Michel sentit une sueur froide lui couler dans le dos et sa glotte se bloquer d’émotion : même là il n’était pas à l’abri. Riri se campa en face du garçon :
-     Dis-donc « La Tisane » pourquoi tu dis ça ? Mon copain est aussi catholique que toi et en plus il sert la messe !
-       Ça ne prouve rien, meunier de mes deux, Chnédère  c’est un nom de youpin !

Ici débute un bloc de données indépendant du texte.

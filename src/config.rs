//! TOML configuration loading.

use std::net::SocketAddr;
use std::path::Path;
use std::time::Duration;

use serde::Deserialize;
use thiserror::Error;

/// Configuration loading errors.
#[derive(Debug, Error)]
pub enum ConfigError {
    /// Could not read the file.
    #[error("failed to read config file: {0}")]
    Io(#[from] std::io::Error),

    /// File read but not valid TOML for our schema.
    #[error("failed to parse config file: {0}")]
    Parse(#[from] toml::de::Error),
}

/// Top-level configuration.
#[derive(Debug, Clone, Deserialize)]
pub struct Config {
    /// Game server endpoint.
    pub server: ServerConfig,
    /// Bridge identity and timing.
    #[serde(default)]
    pub bridge: BridgeConfig,
    /// Outbound flood control.
    #[serde(default)]
    pub flood: FloodConfig,
}

/// `[server]` section.
#[derive(Debug, Clone, Deserialize)]
pub struct ServerConfig {
    /// Address of the game server.
    pub address: SocketAddr,
}

/// `[bridge]` section.
#[derive(Debug, Clone, Deserialize)]
#[serde(default)]
pub struct BridgeConfig {
    /// Player name the bridge joins under.
    pub display_name: String,
    /// Server password, empty for none.
    pub password: String,
    /// Protocol version string sent in the connect request.
    pub version: String,
    /// Delay before redialing after a disconnect.
    pub reconnect_delay_secs: u64,
    /// Keep-alive interval while in-world.
    pub heartbeat_secs: u64,
}

impl Default for BridgeConfig {
    fn default() -> Self {
        Self {
            display_name: "terralink".to_string(),
            password: String::new(),
            version: "Terraria71".to_string(),
            reconnect_delay_secs: 10,
            heartbeat_secs: 1,
        }
    }
}

impl BridgeConfig {
    /// Reconnect delay as a duration.
    pub fn reconnect_delay(&self) -> Duration {
        Duration::from_secs(self.reconnect_delay_secs)
    }

    /// Heartbeat interval as a duration.
    pub fn heartbeat(&self) -> Duration {
        Duration::from_secs(self.heartbeat_secs)
    }
}

/// `[flood]` section.
#[derive(Debug, Clone, Deserialize)]
#[serde(default)]
pub struct FloodConfig {
    /// Trailing window length.
    pub window_secs: u64,
    /// Lines allowed per window.
    pub max_lines: usize,
}

impl Default for FloodConfig {
    fn default() -> Self {
        Self {
            window_secs: 9,
            max_lines: 9,
        }
    }
}

impl FloodConfig {
    /// Window as a duration.
    pub fn window(&self) -> Duration {
        Duration::from_secs(self.window_secs)
    }
}

impl Config {
    /// Load and parse a TOML config file.
    pub fn load(path: impl AsRef<Path>) -> Result<Self, ConfigError> {
        let text = std::fs::read_to_string(path)?;
        Ok(toml::from_str(&text)?)
    }
}
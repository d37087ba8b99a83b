//! Length-prefixed frame codec for tokio.
//!
//! This module provides a codec that reads/writes binary frames of the
//! form `u32-LE length` + `u8 type` + payload. The length field counts
//! the type byte and the payload but not itself, so the smallest legal
//! frame is five bytes on the wire with a length of one.

use bytes::{Buf, BufMut, Bytes, BytesMut};
use tokio_util::codec::{Decoder, Encoder};

use crate::error::{ProtoError, Result};

/// Bytes needed before the decoder can see a full header (length + type).
pub const FRAME_HEADER_LEN: usize = 5;

/// Maximum accepted frame length.
///
/// The original protocol carries bulk world data in frames of at most a
/// few hundred kilobytes; anything beyond this is treated as stream
/// corruption rather than buffered indefinitely.
pub const MAX_FRAME_LEN: usize = 1 << 20;

/// One decoded protocol frame: a type byte and its raw payload.
#[derive(Debug, Clone, PartialEq, Eq)]
pub struct Frame {
    /// Message type byte.
    pub kind: u8,
    /// Payload bytes (everything after the type byte).
    pub payload: Bytes,
}

impl Frame {
    /// Create a frame from a type byte and payload bytes.
    pub fn new(kind: u8, payload: impl Into<Bytes>) -> Self {
        Self {
            kind,
            payload: payload.into(),
        }
    }

    /// Total size of this frame on the wire, including the length field.
    pub fn wire_len(&self) -> usize {
        4 + 1 + self.payload.len()
    }

    /// Encode this frame to a standalone byte buffer.
    pub fn encode(&self) -> Bytes {
        let mut buf = BytesMut::with_capacity(self.wire_len());
        self.encode_into(&mut buf);
        buf.freeze()
    }

    /// Append the wire representation of this frame to `dst`.
    pub fn encode_into(&self, dst: &mut BytesMut) {
        dst.reserve(self.wire_len());
        dst.put_u32_le((1 + self.payload.len()) as u32);
        dst.put_u8(self.kind);
        dst.extend_from_slice(&self.payload);
    }
}

/// Tokio codec for encoding/decoding length-prefixed frames.
///
/// Decoding is incremental: partial frames stay buffered in `src` and
/// `decode` returns `Ok(None)` until the declared length has arrived.
#[derive(Debug, Default)]
pub struct FrameCodec {
    max_len: usize,
}

impl FrameCodec {
    /// Create a codec with the default frame length limit.
    pub fn new() -> Self {
        Self {
            max_len: MAX_FRAME_LEN,
        }
    }

    /// Create a codec with a custom frame length limit.
    pub fn with_max_len(max_len: usize) -> Self {
        Self { max_len }
    }
}

impl Decoder for FrameCodec {
    type Item = Frame;
    type Error = ProtoError;

    fn decode(&mut self, src: &mut BytesMut) -> Result<Option<Frame>> {
        if src.len() < FRAME_HEADER_LEN {
            return Ok(None);
        }

        let length = u32::from_le_bytes([src[0], src[1], src[2], src[3]]) as usize;
        if length == 0 {
            return Err(ProtoError::EmptyFrame);
        }
        if length > self.max_len {
            return Err(ProtoError::FrameTooLong {
                actual: length,
                limit: self.max_len,
            });
        }

        if src.len() < 4 + length {
            // Partial frame: reserve what we still expect and wait.
            src.reserve(4 + length - src.len());
            return Ok(None);
        }

        let mut body = src.split_to(4 + length);
        body.advance(4);
        let kind = body.get_u8();
        Ok(Some(Frame {
            kind,
            payload: body.freeze(),
        }))
    }
}

impl Encoder<Frame> for FrameCodec {
    type Error = ProtoError;

    fn encode(&mut self, frame: Frame, dst: &mut BytesMut) -> Result<()> {
        if 1 + frame.payload.len() > self.max_len {
            return Err(ProtoError::FrameTooLong {
                actual: 1 + frame.payload.len(),
                limit: self.max_len,
            });
        }
        frame.encode_into(dst);
        Ok(())
    }
}
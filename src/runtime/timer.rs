//! Ordered queue of pending wake-up deadlines.
//!
//! Each scheduled entry resolves exactly once, no earlier than its
//! deadline; resolution granularity is bounded by the scheduler's tick
//! interval. Entries fire in deadline order with ties broken by
//! schedule order.

use std::time::{Duration, Instant};

/// Identifier for one scheduled deadline; doubles as its private event
/// key so only the originating wait consumes the firing.
#[derive(Debug, Clone, Copy, PartialEq, Eq, Hash)]
pub struct TimerId(u64);

impl std::fmt::Display for TimerId {
    fn fmt(&self, f: &mut std::fmt::Formatter<'_>) -> std::fmt::Result {
        write!(f, "timer-{}", self.0)
    }
}

#[derive(Debug)]
struct TimerEntry {
    deadline: Instant,
    seq: u64,
}

/// Pending deadlines, kept ordered by `(deadline, schedule order)`.
#[derive(Debug, Default)]
pub struct TimerQueue {
    entries: Vec<TimerEntry>,
    next_seq: u64,
}

impl TimerQueue {
    /// Create an empty queue.
    pub fn new() -> Self {
        Self::default()
    }

    /// Schedule a wake-up `after` the given `now`.
    pub fn schedule(&mut self, now: Instant, after: Duration) -> TimerId {
        let seq = self.next_seq;
        self.next_seq += 1;
        let deadline = now + after;
        // Stable position: after every entry with an earlier-or-equal
        // deadline, preserving schedule order among ties.
        let at = self
            .entries
            .partition_point(|e| e.deadline <= deadline);
        self.entries.insert(at, TimerEntry { deadline, seq });
        TimerId(seq)
    }

    /// Pop every entry whose deadline has elapsed, in firing order.
    pub fn due(&mut self, now: Instant) -> Vec<TimerId> {
        let n = self.entries.partition_point(|e| e.deadline <= now);
        self.entries.drain(..n).map(|e| TimerId(e.seq)).collect()
    }

    /// Number of pending entries.
    pub fn len(&self) -> usize {
        self.entries.len()
    }

    /// Whether no entries are pending.
    pub fn is_empty(&self) -> bool {
        self.entries.is_empty()
    }
}
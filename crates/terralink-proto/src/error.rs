//! Error types for the game bridge protocol library.

use thiserror::Error;

/// Convenience type alias for Results using [`ProtoError`].
pub type Result<T, E = ProtoError> = std::result::Result<T, E>;

/// Protocol-level errors.
///
/// Note that a short read is *not* an error: the decoder returns
/// `Ok(None)` and keeps the partial frame buffered. Only structurally
/// impossible input (a zero-length frame, a length beyond the limit)
/// or truncated fixed-width fields inside a complete frame are errors.
#[derive(Debug, Error)]
pub enum ProtoError {
    /// Frame declared a length of zero; every frame carries at least
    /// its type byte.
    #[error("frame declares zero length (missing type byte)")]
    EmptyFrame,

    /// Frame length exceeds the configured limit.
    #[error("frame too long: {actual} bytes (limit {limit})")]
    FrameTooLong {
        /// Declared frame length in bytes.
        actual: usize,
        /// Maximum permitted frame length.
        limit: usize,
    },

    /// A complete frame arrived but a fixed-width field is missing.
    #[error("truncated {kind} message: {len} payload bytes")]
    Truncated {
        /// Human-readable message kind.
        kind: &'static str,
        /// Actual payload length.
        len: usize,
    },

    /// An IO error occurred (required by the codec traits).
    #[error("I/O error: {0}")]
    Io(#[from] std::io::Error),
}
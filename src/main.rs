//! terralinkd - bridge daemon entry point.

use std::time::Instant;

use tracing::{error, info};
use tracing_subscriber::EnvFilter;

use terralink::runtime::event::{EventKey, Payload};
use terralink::{Bridge, Config, Runtime};

#[tokio::main(flavor = "current_thread")]
async fn main() -> anyhow::Result<()> {
    tracing_subscriber::fmt()
        .with_env_filter(
            EnvFilter::try_from_default_env().unwrap_or_else(|_| EnvFilter::new("info")),
        )
        .with_target(true)
        .init();

    let config_path = std::env::args()
        .nth(1)
        .unwrap_or_else(|| "config.toml".to_string());

    let config = Config::load(&config_path).map_err(|e| {
        error!(path = %config_path, error = %e, "Failed to load config");
        e
    })?;

    info!(
        server = %config.server.address,
        name = %config.bridge.display_name,
        "Starting terralinkd"
    );

    let mut rt = Runtime::new(Instant::now());

    // Until an IRC client is wired in, game-side chat lands in the log.
    rt.subscribe(EventKey::RelayFromGame, |_, ev| {
        if let Payload::Relay { source, text } = &ev.payload {
            info!(source = %source, "{text}");
        }
        Ok(())
    });

    let bridge = Bridge::install(&mut rt, config);
    bridge.dial(&mut rt);

    terralink::net::driver::run(rt).await
}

-        Ça va pas couilla d’aoucho[1].
-      Ça va très bien teïto de yau buli[2] ! On peut être Juif et aller à la messe pour faire semblant ! De toute façon on peut le savoir, y n’a qu’à montrer sa bite ! Je suis sûr qu’il lui en manque un bout !
-       Pauvre con !
-       Et toi, fi dé loueïro[3] !
L’insulte était trop grave pour qu’on la laisse passer sans réagir. Riri qui était petit mais râblé cognait sec. Dutilleul n’étant pas un lâche répliqua aussitôt et la bagarre aurait mal tourné si le « père » Valade ne s’était pas rapidement interposé. Les belligérants prirent chacun un jautou[4] retentissant assorti d’un coup de pied au cul avant même d’avoir pu donner une quelconque explication. Ensuite ils héritèrent d’une punition circonstanciée : Riri eut à copier 100 fois une phrase moralisatrice sur la colère « mauvaise conseillère » quant à Dutilleul il lui fallut reproduire 10 fois la leçon de géographie sur… la Loire !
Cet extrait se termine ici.